**Exercise requirements:** Your answer must hold only the lines below from the line containing "pub fn mids(&self)" through the line containing "delta[OctAxis::Yx] = amount * SQRT_2;", each reproduced exactly.

Data for this task: Begin

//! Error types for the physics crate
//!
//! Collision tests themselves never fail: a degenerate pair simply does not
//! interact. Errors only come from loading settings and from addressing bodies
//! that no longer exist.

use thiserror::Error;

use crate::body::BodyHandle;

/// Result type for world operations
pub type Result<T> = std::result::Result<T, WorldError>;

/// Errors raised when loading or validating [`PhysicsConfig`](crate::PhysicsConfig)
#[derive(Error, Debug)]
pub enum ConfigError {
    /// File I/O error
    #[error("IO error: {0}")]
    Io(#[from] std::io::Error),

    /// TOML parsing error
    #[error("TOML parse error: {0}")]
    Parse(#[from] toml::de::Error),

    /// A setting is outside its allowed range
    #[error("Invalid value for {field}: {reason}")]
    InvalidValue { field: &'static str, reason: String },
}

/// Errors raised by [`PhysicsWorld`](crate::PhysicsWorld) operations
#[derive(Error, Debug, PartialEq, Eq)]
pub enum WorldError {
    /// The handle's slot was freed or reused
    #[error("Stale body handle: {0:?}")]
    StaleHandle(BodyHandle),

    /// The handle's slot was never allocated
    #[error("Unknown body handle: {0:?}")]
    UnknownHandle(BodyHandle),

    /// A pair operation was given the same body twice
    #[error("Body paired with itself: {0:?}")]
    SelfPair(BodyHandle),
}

Data for this task: End
Data for this task: Begin

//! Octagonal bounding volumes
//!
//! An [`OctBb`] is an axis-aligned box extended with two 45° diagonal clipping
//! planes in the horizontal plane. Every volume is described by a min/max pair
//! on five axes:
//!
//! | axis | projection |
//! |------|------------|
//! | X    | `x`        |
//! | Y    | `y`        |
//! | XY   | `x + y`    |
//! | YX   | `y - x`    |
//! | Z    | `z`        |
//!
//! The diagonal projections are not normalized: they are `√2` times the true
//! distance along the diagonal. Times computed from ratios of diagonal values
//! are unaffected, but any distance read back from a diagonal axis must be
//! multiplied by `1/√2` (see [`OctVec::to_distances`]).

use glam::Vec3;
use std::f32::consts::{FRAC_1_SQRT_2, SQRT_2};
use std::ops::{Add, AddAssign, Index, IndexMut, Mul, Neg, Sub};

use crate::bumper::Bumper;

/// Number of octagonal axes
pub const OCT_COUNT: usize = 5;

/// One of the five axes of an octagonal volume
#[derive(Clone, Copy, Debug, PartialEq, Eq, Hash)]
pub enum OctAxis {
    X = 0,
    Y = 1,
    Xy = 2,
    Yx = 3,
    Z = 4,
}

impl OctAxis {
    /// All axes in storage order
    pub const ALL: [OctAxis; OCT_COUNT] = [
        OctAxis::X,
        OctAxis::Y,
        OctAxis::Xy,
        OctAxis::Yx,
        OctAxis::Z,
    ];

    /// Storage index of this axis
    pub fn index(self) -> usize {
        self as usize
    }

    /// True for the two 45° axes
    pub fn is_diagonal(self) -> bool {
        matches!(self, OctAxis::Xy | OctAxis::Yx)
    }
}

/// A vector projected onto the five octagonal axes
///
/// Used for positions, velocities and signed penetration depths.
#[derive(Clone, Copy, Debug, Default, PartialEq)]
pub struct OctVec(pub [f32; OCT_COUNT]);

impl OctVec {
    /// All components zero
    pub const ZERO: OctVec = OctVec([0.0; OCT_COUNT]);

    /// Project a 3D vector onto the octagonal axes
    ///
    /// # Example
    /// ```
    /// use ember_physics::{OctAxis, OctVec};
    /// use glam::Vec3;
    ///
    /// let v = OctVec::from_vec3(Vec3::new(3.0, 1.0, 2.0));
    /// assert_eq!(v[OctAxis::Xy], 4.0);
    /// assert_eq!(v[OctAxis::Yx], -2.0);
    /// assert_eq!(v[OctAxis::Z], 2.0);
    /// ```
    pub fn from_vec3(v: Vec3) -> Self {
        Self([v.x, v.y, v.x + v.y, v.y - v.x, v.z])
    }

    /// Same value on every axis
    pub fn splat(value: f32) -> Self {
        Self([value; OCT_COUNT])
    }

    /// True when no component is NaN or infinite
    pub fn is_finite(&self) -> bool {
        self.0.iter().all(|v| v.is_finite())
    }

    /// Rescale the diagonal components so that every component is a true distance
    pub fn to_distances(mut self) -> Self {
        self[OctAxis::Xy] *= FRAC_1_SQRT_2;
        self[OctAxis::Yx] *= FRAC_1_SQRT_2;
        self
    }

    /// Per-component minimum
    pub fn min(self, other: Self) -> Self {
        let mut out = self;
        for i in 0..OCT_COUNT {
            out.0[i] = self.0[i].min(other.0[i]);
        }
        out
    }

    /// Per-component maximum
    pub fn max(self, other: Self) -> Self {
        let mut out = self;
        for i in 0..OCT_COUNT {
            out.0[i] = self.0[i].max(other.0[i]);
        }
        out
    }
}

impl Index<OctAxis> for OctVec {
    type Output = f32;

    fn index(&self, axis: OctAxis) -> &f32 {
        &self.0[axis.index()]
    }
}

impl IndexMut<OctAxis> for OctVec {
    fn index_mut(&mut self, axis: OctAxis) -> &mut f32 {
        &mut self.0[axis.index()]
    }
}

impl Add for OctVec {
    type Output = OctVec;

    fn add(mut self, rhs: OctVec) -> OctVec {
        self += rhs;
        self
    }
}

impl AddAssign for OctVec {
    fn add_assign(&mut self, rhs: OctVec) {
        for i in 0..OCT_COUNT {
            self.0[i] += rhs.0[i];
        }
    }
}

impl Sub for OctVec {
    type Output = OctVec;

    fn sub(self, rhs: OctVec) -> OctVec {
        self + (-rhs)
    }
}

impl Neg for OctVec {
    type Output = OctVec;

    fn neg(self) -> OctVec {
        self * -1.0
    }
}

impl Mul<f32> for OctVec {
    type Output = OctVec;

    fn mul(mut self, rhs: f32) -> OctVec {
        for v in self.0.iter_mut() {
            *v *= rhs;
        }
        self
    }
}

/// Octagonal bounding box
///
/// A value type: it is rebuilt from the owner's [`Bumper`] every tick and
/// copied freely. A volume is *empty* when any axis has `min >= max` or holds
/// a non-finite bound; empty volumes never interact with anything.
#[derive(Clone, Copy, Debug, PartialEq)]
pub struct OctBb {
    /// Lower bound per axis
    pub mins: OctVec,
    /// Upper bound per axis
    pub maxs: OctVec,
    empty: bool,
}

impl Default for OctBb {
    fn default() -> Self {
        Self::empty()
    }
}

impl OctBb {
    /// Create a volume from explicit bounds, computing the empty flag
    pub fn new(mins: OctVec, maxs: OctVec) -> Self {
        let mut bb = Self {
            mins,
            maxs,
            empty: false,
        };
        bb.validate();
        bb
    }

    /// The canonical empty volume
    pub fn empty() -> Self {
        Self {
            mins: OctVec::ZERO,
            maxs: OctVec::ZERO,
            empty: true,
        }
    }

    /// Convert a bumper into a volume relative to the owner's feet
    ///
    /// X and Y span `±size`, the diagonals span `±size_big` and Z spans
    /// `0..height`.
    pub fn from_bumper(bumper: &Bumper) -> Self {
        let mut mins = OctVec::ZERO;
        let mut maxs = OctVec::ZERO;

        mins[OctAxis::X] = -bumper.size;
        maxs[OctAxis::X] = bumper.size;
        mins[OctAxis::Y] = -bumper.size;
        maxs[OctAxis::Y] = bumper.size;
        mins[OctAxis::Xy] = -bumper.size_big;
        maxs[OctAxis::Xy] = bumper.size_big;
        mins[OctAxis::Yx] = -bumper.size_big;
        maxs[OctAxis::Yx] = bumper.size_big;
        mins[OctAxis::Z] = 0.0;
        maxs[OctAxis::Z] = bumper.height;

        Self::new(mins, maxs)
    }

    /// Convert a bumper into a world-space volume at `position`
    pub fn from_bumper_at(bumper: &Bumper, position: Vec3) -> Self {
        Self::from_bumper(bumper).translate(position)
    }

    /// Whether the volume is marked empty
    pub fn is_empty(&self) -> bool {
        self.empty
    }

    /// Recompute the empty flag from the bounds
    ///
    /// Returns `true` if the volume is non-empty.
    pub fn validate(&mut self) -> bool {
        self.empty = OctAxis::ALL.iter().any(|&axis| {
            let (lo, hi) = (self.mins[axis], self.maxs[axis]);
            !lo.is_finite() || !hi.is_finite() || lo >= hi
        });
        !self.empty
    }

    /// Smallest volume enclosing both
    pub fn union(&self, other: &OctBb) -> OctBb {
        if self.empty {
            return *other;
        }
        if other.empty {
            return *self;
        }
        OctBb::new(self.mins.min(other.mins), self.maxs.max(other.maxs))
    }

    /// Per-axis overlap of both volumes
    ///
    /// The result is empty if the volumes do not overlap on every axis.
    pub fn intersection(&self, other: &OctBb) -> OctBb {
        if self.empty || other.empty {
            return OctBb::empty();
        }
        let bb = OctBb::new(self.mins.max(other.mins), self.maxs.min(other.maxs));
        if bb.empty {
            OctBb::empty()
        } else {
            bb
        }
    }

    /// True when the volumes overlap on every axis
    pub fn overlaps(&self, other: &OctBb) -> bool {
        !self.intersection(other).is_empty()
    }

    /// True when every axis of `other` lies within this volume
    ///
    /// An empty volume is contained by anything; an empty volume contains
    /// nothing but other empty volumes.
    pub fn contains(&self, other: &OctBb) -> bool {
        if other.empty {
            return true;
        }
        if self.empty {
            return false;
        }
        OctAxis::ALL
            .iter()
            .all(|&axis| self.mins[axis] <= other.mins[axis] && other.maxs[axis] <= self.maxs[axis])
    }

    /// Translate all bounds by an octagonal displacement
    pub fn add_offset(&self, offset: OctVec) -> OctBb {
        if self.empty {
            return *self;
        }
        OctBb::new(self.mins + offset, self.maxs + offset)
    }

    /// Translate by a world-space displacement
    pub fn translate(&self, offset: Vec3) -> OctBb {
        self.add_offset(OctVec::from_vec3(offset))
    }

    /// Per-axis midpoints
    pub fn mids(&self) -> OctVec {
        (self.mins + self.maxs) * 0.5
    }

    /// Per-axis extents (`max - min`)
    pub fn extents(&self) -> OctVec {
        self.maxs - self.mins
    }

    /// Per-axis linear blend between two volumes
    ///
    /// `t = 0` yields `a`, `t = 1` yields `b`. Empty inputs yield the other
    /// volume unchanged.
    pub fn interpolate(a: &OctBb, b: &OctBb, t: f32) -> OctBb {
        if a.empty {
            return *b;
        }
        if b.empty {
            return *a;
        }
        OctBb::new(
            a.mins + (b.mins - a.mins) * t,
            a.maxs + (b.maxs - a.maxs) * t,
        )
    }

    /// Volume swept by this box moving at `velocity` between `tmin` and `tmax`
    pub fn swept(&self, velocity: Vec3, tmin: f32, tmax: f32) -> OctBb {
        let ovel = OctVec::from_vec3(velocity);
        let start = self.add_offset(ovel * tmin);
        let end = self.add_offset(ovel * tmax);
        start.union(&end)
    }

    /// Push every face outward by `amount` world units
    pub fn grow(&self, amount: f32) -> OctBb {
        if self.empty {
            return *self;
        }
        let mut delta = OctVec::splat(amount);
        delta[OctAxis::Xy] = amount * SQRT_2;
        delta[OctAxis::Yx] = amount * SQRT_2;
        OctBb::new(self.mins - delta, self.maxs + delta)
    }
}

Data for this task: End

**Answer to this task:**
    pub fn mids(&self) -> OctVec {
        (self.mins + self.maxs) * 0.5
    }

    /// Per-axis extents (`max - min`)
    pub fn extents(&self) -> OctVec {
        self.maxs - self.mins
    }

    /// Per-axis linear blend between two volumes
    ///
    /// `t = 0` yields `a`, `t = 1` yields `b`. Empty inputs yield the other
    /// volume unchanged.
    pub fn interpolate(a: &OctBb, b: &OctBb, t: f32) -> OctBb {
        if a.empty {
            return *b;
        }
        if b.empty {
            return *a;
        }
        OctBb::new(
            a.mins + (b.mins - a.mins) * t,
            a.maxs + (b.maxs - a.maxs) * t,
        )
    }

    /// Volume swept by this box moving at `velocity` between `tmin` and `tmax`
    pub fn swept(&self, velocity: Vec3, tmin: f32, tmax: f32) -> OctBb {
        let ovel = OctVec::from_vec3(velocity);
        let start = self.add_offset(ovel * tmin);
        let end = self.add_offset(ovel * tmax);
        start.union(&end)
    }

    /// Push every face outward by `amount` world units
    pub fn grow(&self, amount: f32) -> OctBb {
        if self.empty {
            return *self;
        }
        let mut delta = OctVec::splat(amount);
        delta[OctAxis::Xy] = amount * SQRT_2;
        delta[OctAxis::Yx] = amount * SQRT_2;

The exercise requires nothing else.